▶ [Work instructions]:
Quote exactly the lines from the start of the entries to the one with "reproducible across runs", both ends included.

-------------------------

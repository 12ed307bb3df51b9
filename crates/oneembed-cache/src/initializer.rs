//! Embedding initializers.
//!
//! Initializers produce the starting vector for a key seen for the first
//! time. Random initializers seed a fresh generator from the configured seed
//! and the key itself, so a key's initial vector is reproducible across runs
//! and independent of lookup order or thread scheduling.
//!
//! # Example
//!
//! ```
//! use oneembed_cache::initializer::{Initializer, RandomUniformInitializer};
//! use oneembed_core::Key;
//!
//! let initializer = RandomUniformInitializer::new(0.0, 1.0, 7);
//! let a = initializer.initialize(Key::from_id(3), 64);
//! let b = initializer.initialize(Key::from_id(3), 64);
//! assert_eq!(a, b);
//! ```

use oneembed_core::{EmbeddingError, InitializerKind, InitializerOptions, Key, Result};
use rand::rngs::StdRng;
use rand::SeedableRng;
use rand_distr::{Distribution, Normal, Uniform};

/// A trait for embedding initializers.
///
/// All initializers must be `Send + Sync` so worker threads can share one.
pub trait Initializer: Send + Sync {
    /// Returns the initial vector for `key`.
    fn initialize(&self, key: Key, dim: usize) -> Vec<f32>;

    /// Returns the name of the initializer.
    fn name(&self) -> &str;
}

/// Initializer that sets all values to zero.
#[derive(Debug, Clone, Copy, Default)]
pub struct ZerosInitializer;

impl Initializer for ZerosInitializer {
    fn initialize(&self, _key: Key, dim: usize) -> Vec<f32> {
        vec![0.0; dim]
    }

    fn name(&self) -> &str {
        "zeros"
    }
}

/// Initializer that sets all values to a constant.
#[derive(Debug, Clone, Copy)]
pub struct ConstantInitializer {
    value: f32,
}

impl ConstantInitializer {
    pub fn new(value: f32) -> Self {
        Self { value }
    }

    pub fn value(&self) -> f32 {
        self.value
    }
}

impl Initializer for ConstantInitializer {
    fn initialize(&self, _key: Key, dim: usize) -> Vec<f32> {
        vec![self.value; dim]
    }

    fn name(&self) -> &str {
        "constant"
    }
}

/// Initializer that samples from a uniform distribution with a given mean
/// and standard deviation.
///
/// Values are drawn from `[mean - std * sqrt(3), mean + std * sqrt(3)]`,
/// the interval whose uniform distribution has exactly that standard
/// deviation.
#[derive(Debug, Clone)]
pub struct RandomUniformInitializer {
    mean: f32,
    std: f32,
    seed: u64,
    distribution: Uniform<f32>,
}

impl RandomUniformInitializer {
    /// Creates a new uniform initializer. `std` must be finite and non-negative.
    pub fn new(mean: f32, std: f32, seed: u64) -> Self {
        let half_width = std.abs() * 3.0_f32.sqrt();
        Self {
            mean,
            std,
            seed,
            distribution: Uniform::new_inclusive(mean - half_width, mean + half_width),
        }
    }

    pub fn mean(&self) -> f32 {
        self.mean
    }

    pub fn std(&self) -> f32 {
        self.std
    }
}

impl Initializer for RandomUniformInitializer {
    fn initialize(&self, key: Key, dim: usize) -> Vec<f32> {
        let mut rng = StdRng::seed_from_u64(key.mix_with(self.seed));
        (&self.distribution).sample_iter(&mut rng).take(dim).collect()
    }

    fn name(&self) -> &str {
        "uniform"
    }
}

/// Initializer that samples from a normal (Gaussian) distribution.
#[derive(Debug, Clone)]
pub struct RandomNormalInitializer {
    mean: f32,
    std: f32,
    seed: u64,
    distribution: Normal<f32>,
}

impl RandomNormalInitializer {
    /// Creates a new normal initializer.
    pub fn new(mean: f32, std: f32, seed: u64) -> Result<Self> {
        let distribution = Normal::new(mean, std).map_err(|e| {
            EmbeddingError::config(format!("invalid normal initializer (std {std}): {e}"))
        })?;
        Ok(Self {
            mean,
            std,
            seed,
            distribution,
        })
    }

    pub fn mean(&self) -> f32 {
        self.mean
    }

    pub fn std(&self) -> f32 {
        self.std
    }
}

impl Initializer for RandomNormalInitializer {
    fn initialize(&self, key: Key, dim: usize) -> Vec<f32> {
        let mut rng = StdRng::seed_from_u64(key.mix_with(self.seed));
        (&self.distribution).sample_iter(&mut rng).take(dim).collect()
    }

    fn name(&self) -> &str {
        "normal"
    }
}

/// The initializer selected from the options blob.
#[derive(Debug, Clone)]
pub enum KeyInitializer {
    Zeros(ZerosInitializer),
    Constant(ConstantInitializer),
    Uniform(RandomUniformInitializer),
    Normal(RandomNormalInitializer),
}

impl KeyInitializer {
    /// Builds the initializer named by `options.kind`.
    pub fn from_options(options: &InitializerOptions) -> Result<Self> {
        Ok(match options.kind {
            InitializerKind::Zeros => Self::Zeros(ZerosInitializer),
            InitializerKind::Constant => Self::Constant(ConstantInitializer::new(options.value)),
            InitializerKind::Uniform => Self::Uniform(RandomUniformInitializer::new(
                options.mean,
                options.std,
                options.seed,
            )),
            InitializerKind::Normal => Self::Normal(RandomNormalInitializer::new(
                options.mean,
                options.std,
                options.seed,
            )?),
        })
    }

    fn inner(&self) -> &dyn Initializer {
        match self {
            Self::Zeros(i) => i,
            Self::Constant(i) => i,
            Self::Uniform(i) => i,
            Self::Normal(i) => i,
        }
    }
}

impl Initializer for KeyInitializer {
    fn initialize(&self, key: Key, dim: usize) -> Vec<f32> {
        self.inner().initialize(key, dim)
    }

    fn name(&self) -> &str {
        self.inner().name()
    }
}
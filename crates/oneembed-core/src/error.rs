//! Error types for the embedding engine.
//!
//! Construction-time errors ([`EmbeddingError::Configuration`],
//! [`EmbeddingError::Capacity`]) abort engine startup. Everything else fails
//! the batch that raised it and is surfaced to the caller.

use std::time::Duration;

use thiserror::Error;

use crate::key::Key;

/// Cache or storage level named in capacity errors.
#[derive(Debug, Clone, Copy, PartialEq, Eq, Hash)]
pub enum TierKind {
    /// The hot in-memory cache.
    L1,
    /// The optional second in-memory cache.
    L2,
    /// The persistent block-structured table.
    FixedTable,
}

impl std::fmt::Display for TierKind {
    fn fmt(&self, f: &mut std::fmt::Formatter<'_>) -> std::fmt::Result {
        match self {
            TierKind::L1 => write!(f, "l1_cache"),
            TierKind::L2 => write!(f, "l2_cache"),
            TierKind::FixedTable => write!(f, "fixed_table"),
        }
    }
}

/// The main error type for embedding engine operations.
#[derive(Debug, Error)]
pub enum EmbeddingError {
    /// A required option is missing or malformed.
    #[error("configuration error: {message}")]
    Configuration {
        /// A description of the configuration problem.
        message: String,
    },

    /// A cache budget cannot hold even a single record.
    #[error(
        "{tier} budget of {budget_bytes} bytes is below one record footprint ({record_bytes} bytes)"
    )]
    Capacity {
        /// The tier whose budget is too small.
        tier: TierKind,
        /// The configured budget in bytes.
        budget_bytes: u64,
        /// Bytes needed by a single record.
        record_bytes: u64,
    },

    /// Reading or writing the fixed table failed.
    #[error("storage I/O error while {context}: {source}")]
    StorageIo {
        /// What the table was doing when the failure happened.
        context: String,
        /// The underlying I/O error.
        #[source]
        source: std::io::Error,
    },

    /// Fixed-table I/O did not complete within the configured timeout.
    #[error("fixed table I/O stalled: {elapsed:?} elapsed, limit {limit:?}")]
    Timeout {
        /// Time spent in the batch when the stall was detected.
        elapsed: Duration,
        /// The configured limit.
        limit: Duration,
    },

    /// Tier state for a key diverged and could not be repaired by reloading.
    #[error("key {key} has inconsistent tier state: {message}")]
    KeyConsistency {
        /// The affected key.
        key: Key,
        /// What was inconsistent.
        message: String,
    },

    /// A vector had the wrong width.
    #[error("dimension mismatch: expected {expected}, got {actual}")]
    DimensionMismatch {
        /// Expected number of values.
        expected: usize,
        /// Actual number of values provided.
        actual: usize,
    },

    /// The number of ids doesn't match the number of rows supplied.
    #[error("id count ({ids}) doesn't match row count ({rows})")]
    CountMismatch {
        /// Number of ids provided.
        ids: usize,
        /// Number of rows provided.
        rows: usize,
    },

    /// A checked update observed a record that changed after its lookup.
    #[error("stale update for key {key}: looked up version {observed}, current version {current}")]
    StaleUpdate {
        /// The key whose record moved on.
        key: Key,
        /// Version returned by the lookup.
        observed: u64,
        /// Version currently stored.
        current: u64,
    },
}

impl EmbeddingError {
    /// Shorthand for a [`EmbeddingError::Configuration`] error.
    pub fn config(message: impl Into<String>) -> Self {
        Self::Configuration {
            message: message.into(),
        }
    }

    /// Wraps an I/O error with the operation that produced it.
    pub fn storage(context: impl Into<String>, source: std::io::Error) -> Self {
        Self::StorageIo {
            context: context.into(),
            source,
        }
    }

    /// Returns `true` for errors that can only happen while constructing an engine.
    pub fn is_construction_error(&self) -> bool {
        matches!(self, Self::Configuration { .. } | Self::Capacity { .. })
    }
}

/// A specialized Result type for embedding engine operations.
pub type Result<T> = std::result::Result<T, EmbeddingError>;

-------------------------

▶ [Result]:
repository 12ed307bb3df51b9
filename crates/oneembed-cache/src/initializer.rs
//! Embedding initializers.
//!
//! Initializers produce the starting vector for a key seen for the first
//! time. Random initializers seed a fresh generator from the configured seed
//! and the key itself, so a key's initial vector is reproducible across runs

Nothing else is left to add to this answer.